_EXERCISE MATERIAL:_
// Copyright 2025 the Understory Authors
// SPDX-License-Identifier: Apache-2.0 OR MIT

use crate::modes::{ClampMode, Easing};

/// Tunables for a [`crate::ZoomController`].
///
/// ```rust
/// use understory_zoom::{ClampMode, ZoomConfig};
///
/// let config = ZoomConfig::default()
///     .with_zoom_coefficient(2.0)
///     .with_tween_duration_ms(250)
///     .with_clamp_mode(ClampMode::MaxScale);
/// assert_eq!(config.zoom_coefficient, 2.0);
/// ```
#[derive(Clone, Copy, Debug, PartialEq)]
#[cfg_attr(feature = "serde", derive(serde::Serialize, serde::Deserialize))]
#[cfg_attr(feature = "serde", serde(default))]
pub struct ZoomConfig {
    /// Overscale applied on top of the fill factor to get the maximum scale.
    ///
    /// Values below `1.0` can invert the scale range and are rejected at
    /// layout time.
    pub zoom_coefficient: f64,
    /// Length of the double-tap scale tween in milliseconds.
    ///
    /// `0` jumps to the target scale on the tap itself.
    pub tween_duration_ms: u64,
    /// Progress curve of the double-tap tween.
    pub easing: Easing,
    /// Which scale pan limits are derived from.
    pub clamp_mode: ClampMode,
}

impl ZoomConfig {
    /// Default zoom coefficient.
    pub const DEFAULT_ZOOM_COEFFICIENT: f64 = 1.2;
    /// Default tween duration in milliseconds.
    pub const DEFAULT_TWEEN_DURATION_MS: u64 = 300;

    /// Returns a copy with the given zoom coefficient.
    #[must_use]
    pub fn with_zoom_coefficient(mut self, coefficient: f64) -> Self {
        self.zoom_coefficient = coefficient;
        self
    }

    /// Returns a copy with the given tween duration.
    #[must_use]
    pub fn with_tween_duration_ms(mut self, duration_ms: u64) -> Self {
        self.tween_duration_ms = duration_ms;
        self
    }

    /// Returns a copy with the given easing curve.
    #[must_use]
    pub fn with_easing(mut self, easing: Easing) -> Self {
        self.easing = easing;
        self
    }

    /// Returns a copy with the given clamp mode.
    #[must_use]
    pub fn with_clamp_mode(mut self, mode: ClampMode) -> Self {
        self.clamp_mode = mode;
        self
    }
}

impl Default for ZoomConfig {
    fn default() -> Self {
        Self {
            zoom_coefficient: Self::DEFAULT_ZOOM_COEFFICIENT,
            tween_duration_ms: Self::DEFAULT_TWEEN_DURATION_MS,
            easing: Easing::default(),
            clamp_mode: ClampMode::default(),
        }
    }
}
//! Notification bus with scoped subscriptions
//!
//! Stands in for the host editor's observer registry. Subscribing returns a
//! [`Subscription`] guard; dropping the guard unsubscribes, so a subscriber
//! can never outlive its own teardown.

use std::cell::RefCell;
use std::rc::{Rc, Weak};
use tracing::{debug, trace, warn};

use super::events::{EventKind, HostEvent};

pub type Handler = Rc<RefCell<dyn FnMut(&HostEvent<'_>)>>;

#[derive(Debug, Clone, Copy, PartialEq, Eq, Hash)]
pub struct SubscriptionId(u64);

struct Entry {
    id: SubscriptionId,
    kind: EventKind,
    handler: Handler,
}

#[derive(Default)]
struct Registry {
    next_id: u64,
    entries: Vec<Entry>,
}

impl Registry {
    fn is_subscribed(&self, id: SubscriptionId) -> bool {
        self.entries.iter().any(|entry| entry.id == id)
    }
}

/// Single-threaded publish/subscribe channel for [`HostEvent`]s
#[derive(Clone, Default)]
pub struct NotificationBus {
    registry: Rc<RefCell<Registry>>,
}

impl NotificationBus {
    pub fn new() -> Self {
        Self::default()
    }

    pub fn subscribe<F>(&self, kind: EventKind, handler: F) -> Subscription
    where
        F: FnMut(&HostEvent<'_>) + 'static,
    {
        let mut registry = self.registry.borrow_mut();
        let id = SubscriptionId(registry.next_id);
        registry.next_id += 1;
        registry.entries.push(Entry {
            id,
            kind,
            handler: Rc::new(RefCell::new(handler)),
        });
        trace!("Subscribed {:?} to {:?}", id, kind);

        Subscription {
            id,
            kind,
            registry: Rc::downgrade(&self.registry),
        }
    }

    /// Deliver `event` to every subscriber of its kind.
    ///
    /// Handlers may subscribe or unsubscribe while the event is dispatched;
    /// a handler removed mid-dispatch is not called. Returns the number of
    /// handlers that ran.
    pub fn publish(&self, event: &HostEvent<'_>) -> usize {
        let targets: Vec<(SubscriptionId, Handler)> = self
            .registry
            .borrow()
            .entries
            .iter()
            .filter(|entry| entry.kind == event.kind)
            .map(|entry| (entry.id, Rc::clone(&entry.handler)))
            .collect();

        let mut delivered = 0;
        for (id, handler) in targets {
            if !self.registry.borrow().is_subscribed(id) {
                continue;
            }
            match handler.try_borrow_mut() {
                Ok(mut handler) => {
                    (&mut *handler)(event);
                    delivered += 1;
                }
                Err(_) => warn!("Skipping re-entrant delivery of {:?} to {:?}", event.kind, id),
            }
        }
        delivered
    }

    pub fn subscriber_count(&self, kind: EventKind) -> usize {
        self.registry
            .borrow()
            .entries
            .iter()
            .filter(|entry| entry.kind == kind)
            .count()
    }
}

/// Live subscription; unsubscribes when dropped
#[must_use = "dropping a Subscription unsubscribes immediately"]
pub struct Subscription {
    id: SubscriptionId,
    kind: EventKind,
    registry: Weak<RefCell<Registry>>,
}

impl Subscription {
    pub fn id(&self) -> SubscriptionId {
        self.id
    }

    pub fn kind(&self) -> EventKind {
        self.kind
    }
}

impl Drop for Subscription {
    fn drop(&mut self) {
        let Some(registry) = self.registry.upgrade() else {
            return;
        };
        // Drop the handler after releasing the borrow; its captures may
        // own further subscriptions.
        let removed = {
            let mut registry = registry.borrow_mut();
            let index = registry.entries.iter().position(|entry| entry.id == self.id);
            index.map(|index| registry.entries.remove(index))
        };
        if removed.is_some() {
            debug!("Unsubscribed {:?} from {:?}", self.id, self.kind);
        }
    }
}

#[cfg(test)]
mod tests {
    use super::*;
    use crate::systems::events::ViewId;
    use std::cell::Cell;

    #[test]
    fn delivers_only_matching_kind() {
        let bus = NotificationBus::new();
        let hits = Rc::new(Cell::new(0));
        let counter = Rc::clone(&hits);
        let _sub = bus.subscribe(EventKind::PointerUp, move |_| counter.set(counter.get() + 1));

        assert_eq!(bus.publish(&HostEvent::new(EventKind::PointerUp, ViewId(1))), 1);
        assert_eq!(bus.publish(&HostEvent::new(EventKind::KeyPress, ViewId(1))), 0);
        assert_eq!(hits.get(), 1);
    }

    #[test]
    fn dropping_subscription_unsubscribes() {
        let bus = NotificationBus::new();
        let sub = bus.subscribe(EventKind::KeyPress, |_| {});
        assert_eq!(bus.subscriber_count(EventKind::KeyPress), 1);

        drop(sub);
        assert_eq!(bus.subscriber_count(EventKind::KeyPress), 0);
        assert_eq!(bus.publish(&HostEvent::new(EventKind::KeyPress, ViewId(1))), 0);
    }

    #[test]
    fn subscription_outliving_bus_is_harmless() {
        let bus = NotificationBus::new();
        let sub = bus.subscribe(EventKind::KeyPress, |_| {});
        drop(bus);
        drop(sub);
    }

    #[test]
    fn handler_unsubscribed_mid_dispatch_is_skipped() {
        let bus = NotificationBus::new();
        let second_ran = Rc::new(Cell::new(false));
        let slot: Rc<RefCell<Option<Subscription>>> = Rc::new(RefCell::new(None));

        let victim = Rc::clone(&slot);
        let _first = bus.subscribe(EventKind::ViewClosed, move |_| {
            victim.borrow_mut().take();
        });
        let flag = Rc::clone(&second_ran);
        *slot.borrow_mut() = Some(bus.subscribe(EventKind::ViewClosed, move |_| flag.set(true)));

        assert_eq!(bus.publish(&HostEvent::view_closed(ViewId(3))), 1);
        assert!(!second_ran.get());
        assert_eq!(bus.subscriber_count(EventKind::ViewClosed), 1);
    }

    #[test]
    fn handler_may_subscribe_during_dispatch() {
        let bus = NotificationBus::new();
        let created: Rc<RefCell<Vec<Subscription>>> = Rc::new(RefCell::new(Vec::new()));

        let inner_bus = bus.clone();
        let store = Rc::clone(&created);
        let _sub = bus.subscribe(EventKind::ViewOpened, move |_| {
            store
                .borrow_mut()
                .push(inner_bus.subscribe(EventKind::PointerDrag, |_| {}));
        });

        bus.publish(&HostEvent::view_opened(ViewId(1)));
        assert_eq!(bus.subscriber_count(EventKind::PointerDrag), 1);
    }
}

_WHAT IS BEING ASKED:_
What lines in the material mention "delivered"? Copy every one of them.

_YOUR RESPONSE:_
        let mut delivered = 0;
                    delivered += 1;
        delivered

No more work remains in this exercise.